[TASK DATA — start]
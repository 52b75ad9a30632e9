use serde::{Deserialize, Serialize};

use veritas_core::{Address, Bytes32, ProofId, RequestId, Timestamp};
use veritas_proof::{ProofBundle, RawProof};

/// A proof as submitted against a request.
#[derive(Debug, Clone, PartialEq, Eq, Serialize, Deserialize)]
pub struct ProofPayload {
    pub request_id: RequestId,
    /// Declared content hash of the proof blob; the replay key.
    pub proof_hash: Bytes32,
    /// Declared content hash of the public inputs.
    pub public_inputs_hash: Bytes32,
    pub proof: RawProof,
    pub public_inputs: Vec<String>,
}

impl ProofPayload {
    /// Package a prover's output for submission against `request_id`.
    pub fn from_bundle(request_id: RequestId, bundle: &ProofBundle) -> Self {
        Self {
            request_id,
            proof_hash: bundle.proof_hash,
            public_inputs_hash: bundle.public_inputs_hash,
            proof: bundle.proof.to_raw(),
            public_inputs: bundle.public_inputs.to_hex_strings(),
        }
    }
}

/// A recorded submission. Immutable once stored.
#[derive(Debug, Clone, PartialEq, Eq, Serialize, Deserialize)]
pub struct ProofSubmission {
    pub proof_id: ProofId,
    pub request_id: RequestId,
    pub prover: Address,
    pub proof_hash: Bytes32,
    pub public_inputs_hash: Bytes32,
    pub timestamp: Timestamp,
    pub is_verified: bool,
    pub result: String,
}
use serde::{Deserialize, Deserializer, Serialize, Serializer};
use std::fmt;
use std::str::FromStr;

use crate::error::CoreError;

/// Sequential identifier of a minted credential token. The first token is 1.
pub type TokenId = u64;

/// Seconds since the Unix epoch, as seen by the ledger.
pub type Timestamp = u64;

/// Identifier of a verification request.
pub type RequestId = Bytes32;

/// Identifier of a recorded proof submission.
pub type ProofId = Bytes32;

/// Decode `0x`-prefixed (or bare) hex into a fixed-size array.
fn decode_fixed<const N: usize>(s: &str) -> Result<[u8; N], CoreError> {
    let digits = s
        .strip_prefix("0x")
        .or_else(|| s.strip_prefix("0X"))
        .unwrap_or(s);
    if digits.len() != N * 2 {
        return Err(CoreError::InvalidHex(format!(
            "expected {} hex digits, got {} in '{}'",
            N * 2,
            digits.len(),
            s
        )));
    }
    let mut out = [0u8; N];
    hex::decode_to_slice(digits, &mut out)
        .map_err(|e| CoreError::InvalidHex(format!("'{}': {}", s, e)))?;
    Ok(out)
}

macro_rules! hex_newtype {
    ($name:ident, $len:expr) => {
        impl $name {
            /// The all-zero value.
            pub const ZERO: Self = Self([0u8; $len]);

            /// Parse from `0x`-prefixed or bare hex.
            pub fn from_hex(s: &str) -> Result<Self, CoreError> {
                decode_fixed::<$len>(s).map(Self)
            }

            /// Lowercase `0x`-prefixed hex.
            pub fn to_hex(&self) -> String {
                format!("0x{}", hex::encode(self.0))
            }

            /// Whether every byte is zero.
            pub fn is_zero(&self) -> bool {
                self.0.iter().all(|b| *b == 0)
            }

            /// Raw bytes.
            pub fn as_bytes(&self) -> &[u8; $len] {
                &self.0
            }
        }

        impl Default for $name {
            fn default() -> Self {
                Self::ZERO
            }
        }

        impl From<[u8; $len]> for $name {
            fn from(bytes: [u8; $len]) -> Self {
                Self(bytes)
            }
        }

        impl FromStr for $name {
            type Err = CoreError;

            fn from_str(s: &str) -> Result<Self, Self::Err> {
                Self::from_hex(s)
            }
        }

        impl fmt::Display for $name {
            fn fmt(&self, f: &mut fmt::Formatter<'_>) -> fmt::Result {
                write!(f, "0x{}", hex::encode(self.0))
            }
        }

        impl fmt::Debug for $name {
            fn fmt(&self, f: &mut fmt::Formatter<'_>) -> fmt::Result {
                write!(f, "{}({})", stringify!($name), self)
            }
        }

        impl Serialize for $name {
            fn serialize<S: Serializer>(&self, serializer: S) -> Result<S::Ok, S::Error> {
                serializer.serialize_str(&self.to_hex())
            }
        }

        impl<'de> Deserialize<'de> for $name {
            fn deserialize<D: Deserializer<'de>>(deserializer: D) -> Result<Self, D::Error> {
                let s = String::deserialize(deserializer)?;
                Self::from_hex(&s).map_err(serde::de::Error::custom)
            }
        }
    };
}

/// A 20-byte account address.
#[derive(Clone, Copy, PartialEq, Eq, Hash, PartialOrd, Ord)]
pub struct Address(pub [u8; 20]);

hex_newtype!(Address, 20);

impl Address {
    /// Deterministic address whose last byte is `n`. Handy for fixtures and
    /// local development accounts.
    pub fn from_low_u64(n: u64) -> Self {
        let mut bytes = [0u8; 20];
        bytes[12..].copy_from_slice(&n.to_be_bytes());
        Self(bytes)
    }
}

/// A 32-byte value: content hashes, commitments, and derived identifiers.
#[derive(Clone, Copy, PartialEq, Eq, Hash, PartialOrd, Ord)]
pub struct Bytes32(pub [u8; 32]);

hex_newtype!(Bytes32, 32);

/// Who is calling and when. Passed into every state-mutating operation so
/// that authorization and time are explicit inputs rather than ambient state.
#[derive(Debug, Clone, Copy, PartialEq, Eq)]
pub struct CallContext {
    /// The transaction sender.
    pub caller: Address,
    /// Ledger time at which the call executes.
    pub timestamp: Timestamp,
}

impl CallContext {
    pub fn new(caller: Address, timestamp: Timestamp) -> Self {
        Self { caller, timestamp }
    }
}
[TASK DATA — finish]
▶ **PROBLEM**: Every line in the records above with the string "ProofBundle" in it should be shown.

▶ **EXPECTED ANSWER**:
use veritas_proof::{ProofBundle, RawProof};
    pub fn from_bundle(request_id: RequestId, bundle: &ProofBundle) -> Self {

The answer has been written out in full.